> _Exercise brief_: Nothing but the listing below, retyped exactly, should appear in the answer.

> _Data supplied_:
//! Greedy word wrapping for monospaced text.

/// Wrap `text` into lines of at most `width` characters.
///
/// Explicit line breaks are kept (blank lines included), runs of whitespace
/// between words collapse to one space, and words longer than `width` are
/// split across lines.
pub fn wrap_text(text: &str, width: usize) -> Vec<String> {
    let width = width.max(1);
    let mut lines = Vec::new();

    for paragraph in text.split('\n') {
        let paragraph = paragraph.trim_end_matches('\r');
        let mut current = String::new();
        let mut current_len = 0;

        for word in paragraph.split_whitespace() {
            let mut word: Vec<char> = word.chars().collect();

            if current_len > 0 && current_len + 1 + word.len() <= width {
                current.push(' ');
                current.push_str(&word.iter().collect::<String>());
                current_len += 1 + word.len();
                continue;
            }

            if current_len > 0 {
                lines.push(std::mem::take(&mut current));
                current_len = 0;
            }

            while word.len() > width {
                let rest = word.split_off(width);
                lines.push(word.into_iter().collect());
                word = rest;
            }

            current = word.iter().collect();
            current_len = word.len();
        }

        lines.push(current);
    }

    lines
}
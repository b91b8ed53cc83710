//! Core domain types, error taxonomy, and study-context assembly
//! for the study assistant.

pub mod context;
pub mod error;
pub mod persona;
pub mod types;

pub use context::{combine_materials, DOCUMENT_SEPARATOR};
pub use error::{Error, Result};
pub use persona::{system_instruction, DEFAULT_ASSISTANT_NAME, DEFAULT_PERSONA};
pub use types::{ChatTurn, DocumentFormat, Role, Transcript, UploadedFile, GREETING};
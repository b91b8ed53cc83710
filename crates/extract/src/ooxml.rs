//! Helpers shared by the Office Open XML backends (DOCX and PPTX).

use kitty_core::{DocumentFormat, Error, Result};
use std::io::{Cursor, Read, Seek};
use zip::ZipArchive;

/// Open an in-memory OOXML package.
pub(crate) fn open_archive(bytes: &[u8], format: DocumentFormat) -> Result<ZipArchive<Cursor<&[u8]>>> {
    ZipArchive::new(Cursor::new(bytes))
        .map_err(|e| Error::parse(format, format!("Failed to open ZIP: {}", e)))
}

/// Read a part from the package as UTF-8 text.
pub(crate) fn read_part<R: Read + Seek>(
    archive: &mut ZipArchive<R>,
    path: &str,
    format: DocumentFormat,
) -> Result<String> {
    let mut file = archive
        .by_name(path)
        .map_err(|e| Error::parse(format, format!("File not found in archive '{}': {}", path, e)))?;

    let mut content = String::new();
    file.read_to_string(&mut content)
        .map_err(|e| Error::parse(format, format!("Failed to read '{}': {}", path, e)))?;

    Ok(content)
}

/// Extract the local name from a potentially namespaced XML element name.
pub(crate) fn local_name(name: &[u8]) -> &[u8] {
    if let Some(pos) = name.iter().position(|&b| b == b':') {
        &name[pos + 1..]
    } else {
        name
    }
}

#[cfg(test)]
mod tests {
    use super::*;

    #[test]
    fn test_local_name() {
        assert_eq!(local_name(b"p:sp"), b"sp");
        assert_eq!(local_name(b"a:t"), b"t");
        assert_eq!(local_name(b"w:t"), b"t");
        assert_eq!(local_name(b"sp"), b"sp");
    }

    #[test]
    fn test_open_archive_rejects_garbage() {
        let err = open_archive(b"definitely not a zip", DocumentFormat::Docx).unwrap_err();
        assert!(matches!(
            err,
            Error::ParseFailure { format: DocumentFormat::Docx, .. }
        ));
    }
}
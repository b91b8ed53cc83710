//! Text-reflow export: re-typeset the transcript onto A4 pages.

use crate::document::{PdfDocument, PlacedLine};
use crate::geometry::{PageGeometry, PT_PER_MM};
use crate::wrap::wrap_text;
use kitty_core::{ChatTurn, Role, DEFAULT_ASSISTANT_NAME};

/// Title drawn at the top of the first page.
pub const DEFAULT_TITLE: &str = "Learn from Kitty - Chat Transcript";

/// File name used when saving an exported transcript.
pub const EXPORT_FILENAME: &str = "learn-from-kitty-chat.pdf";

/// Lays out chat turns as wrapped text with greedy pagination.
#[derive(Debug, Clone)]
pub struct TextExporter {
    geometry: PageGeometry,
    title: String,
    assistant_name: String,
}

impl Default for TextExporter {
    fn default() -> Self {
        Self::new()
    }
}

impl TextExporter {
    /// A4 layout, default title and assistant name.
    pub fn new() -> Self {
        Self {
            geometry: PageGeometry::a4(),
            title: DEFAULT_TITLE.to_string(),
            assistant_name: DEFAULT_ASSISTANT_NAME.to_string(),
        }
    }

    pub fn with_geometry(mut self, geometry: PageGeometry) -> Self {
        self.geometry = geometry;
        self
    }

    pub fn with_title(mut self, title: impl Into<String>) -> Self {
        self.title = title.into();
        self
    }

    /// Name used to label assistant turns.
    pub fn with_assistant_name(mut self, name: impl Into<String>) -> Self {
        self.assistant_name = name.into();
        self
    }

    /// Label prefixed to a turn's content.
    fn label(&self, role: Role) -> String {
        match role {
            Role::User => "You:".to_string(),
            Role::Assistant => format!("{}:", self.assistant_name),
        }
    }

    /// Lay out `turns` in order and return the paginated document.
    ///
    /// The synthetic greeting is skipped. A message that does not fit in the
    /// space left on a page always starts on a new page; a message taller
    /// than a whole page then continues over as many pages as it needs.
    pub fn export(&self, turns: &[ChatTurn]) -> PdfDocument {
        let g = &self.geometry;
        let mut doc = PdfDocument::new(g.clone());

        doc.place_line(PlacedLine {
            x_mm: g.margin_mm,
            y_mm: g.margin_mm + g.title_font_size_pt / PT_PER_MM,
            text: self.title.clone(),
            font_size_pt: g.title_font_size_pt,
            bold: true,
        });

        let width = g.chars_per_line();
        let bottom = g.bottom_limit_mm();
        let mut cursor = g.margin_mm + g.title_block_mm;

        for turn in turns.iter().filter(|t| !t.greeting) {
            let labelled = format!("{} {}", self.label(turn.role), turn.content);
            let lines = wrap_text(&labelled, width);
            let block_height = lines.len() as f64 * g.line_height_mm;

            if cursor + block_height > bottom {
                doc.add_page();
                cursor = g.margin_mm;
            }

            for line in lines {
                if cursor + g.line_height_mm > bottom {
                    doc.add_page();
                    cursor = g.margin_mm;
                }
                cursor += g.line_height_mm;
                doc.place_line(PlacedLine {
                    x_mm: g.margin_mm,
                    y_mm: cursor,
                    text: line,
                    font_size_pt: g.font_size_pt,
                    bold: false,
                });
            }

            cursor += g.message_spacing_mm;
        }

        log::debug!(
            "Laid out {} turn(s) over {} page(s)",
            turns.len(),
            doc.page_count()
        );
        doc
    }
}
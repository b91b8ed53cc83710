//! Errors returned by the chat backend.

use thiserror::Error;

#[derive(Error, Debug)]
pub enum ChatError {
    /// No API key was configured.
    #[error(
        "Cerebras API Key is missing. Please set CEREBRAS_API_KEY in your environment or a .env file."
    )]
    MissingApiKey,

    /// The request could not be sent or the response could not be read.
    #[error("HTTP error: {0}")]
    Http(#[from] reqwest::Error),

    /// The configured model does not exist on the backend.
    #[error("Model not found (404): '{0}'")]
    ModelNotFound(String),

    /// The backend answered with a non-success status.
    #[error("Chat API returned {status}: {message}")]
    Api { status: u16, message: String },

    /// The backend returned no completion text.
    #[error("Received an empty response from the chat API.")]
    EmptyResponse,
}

> _Completed exercise_:
//! Greedy word wrapping for monospaced text.

/// Wrap `text` into lines of at most `width` characters.
///
/// Explicit line breaks are kept (blank lines included), runs of whitespace
/// between words collapse to one space, and words longer than `width` are
/// split across lines.
pub fn wrap_text(text: &str, width: usize) -> Vec<String> {
    let width = width.max(1);
    let mut lines = Vec::new();

    for paragraph in text.split('\n') {
        let paragraph = paragraph.trim_end_matches('\r');
        let mut current = String::new();
        let mut current_len = 0;

        for word in paragraph.split_whitespace() {
            let mut word: Vec<char> = word.chars().collect();

            if current_len > 0 && current_len + 1 + word.len() <= width {
                current.push(' ');
                current.push_str(&word.iter().collect::<String>());
                current_len += 1 + word.len();
                continue;
            }

            if current_len > 0 {
                lines.push(std::mem::take(&mut current));
                current_len = 0;
            }

            while word.len() > width {
                let rest = word.split_off(width);
                lines.push(word.into_iter().collect());
                word = rest;
            }

            current = word.iter().collect();
            current_len = word.len();
        }

        lines.push(current);
    }

    lines
}
repository b91b8ed53cc83710
//! Core domain types, error taxonomy, and study-context assembly
//! for the study assistant.

pub mod context;
pub mod error;
pub mod persona;
pub mod types;

pub use context::{combine_materials, DOCUMENT_SEPARATOR};
pub use error::{Error, Result};
pub use persona::{system_instruction, DEFAULT_ASSISTANT_NAME, DEFAULT_PERSONA};
pub use types::{ChatTurn, DocumentFormat, Role, Transcript, UploadedFile, GREETING};
repository b91b8ed53cc83710
filename crates/extract/src/ooxml.rs
//! Helpers shared by the Office Open XML backends (DOCX and PPTX).

use kitty_core::{DocumentFormat, Error, Result};
use std::io::{Cursor, Read, Seek};
use zip::ZipArchive;

/// Open an in-memory OOXML package.
pub(crate) fn open_archive(bytes: &[u8], format: DocumentFormat) -> Result<ZipArchive<Cursor<&[u8]>>> {
    ZipArchive::new(Cursor::new(bytes))
        .map_err(|e| Error::parse(format, format!("Failed to open ZIP: {}", e)))
}

/// Read a part from the package as UTF-8 text.
pub(crate) fn read_part<R: Read + Seek>(
    archive: &mut ZipArchive<R>,
    path: &str,
    format: DocumentFormat,
) -> Result<String> {
    let mut file = archive
        .by_name(path)
        .map_err(|e| Error::parse(format, format!("File not found in archive '{}': {}", path, e)))?;

    let mut content = String::new();
    file.read_to_string(&mut content)
        .map_err(|e| Error::parse(format, format!("Failed to read '{}': {}", path, e)))?;

    Ok(content)
}

/// Extract the local name from a potentially namespaced XML element name.
pub(crate) fn local_name(name: &[u8]) -> &[u8] {
    if let Some(pos) = name.iter().position(|&b| b == b':') {
        &name[pos + 1..]
    } else {
        name
    }
}

#[cfg(test)]
mod tests {
    use super::*;

    #[test]
    fn test_local_name() {
        assert_eq!(local_name(b"p:sp"), b"sp");
        assert_eq!(local_name(b"a:t"), b"t");
        assert_eq!(local_name(b"w:t"), b"t");
        assert_eq!(local_name(b"sp"), b"sp");
    }

    #[test]
    fn test_open_archive_rejects_garbage() {
        let err = open_archive(b"definitely not a zip", DocumentFormat::Docx).unwrap_err();
        assert!(matches!(
            err,
            Error::ParseFailure { format: DocumentFormat::Docx, .. }
        ));
    }
}
repository b91b8ed53cc83710
//! Text-reflow export: re-typeset the transcript onto A4 pages.

use crate::document::{PdfDocument, PlacedLine};
use crate::geometry::{PageGeometry, PT_PER_MM};
use crate::wrap::wrap_text;
use kitty_core::{ChatTurn, Role, DEFAULT_ASSISTANT_NAME};

/// Title drawn at the top of the first page.
pub const DEFAULT_TITLE: &str = "Learn from Kitty - Chat Transcript";

/// File name used when saving an exported transcript.
pub const EXPORT_FILENAME: &str = "learn-from-kitty-chat.pdf";

/// Lays out chat turns as wrapped text with greedy pagination.
#[derive(Debug, Clone)]
pub struct TextExporter {
    geometry: PageGeometry,
    title: String,
    assistant_name: String,
}

impl Default for TextExporter {
    fn default() -> Self {
        Self::new()
    }
}

impl TextExporter {
    /// A4 layout, default title and assistant name.
    pub fn new() -> Self {
        Self {
            geometry: PageGeometry::a4(),
            title: DEFAULT_TITLE.to_string(),
            assistant_name: DEFAULT_ASSISTANT_NAME.to_string(),
        }
    }

    pub fn with_geometry(mut self, geometry: PageGeometry) -> Self {
        self.geometry = geometry;
        self
    }

    pub fn with_title(mut self, title: impl Into<String>) -> Self {
        self.title = title.into();
        self
    }

    /// Name used to label assistant turns.
    pub fn with_assistant_name(mut self, name: impl Into<String>) -> Self {
        self.assistant_name = name.into();
        self
    }

    /// Label prefixed to a turn's content.
    fn label(&self, role: Role) -> String {
        match role {
            Role::User => "You:".to_string(),
            Role::Assistant => format!("{}:", self.assistant_name),
        }
    }

    /// Lay out `turns` in order and return the paginated document.
    ///
    /// The synthetic greeting is skipped. A message that does not fit in the
    /// space left on a page always starts on a new page; a message taller
    /// than a whole page then continues over as many pages as it needs.
    pub fn export(&self, turns: &[ChatTurn]) -> PdfDocument {
        let g = &self.geometry;
        let mut doc = PdfDocument::new(g.clone());

        doc.place_line(PlacedLine {
            x_mm: g.margin_mm,
            y_mm: g.margin_mm + g.title_font_size_pt / PT_PER_MM,
            text: self.title.clone(),
            font_size_pt: g.title_font_size_pt,
            bold: true,
        });

        let width = g.chars_per_line();
        let bottom = g.bottom_limit_mm();
        let mut cursor = g.margin_mm + g.title_block_mm;

        for turn in turns.iter().filter(|t| !t.greeting) {
            let labelled = format!("{} {}", self.label(turn.role), turn.content);
            let lines = wrap_text(&labelled, width);
            let block_height = lines.len() as f64 * g.line_height_mm;

            if cursor + block_height > bottom {
                doc.add_page();
                cursor = g.margin_mm;
            }

            for line in lines {
                if cursor + g.line_height_mm > bottom {
                    doc.add_page();
                    cursor = g.margin_mm;
                }
                cursor += g.line_height_mm;
                doc.place_line(PlacedLine {
                    x_mm: g.margin_mm,
                    y_mm: cursor,
                    text: line,
                    font_size_pt: g.font_size_pt,
                    bold: false,
                });
            }

            cursor += g.message_spacing_mm;
        }

        log::debug!(
            "Laid out {} turn(s) over {} page(s)",
            turns.len(),
            doc.page_count()
        );
        doc
    }
}
repository b91b8ed53cc83710
//! Errors returned by the chat backend.

use thiserror::Error;

#[derive(Error, Debug)]
pub enum ChatError {
    /// No API key was configured.
    #[error(
        "Cerebras API Key is missing. Please set CEREBRAS_API_KEY in your environment or a .env file."
    )]
    MissingApiKey,

    /// The request could not be sent or the response could not be read.
    #[error("HTTP error: {0}")]
    Http(#[from] reqwest::Error),

    /// The configured model does not exist on the backend.
    #[error("Model not found (404): '{0}'")]
    ModelNotFound(String),

    /// The backend answered with a non-success status.
    #[error("Chat API returned {status}: {message}")]
    Api { status: u16, message: String },

    /// The backend returned no completion text.
    #[error("Received an empty response from the chat API.")]
    EmptyResponse,
}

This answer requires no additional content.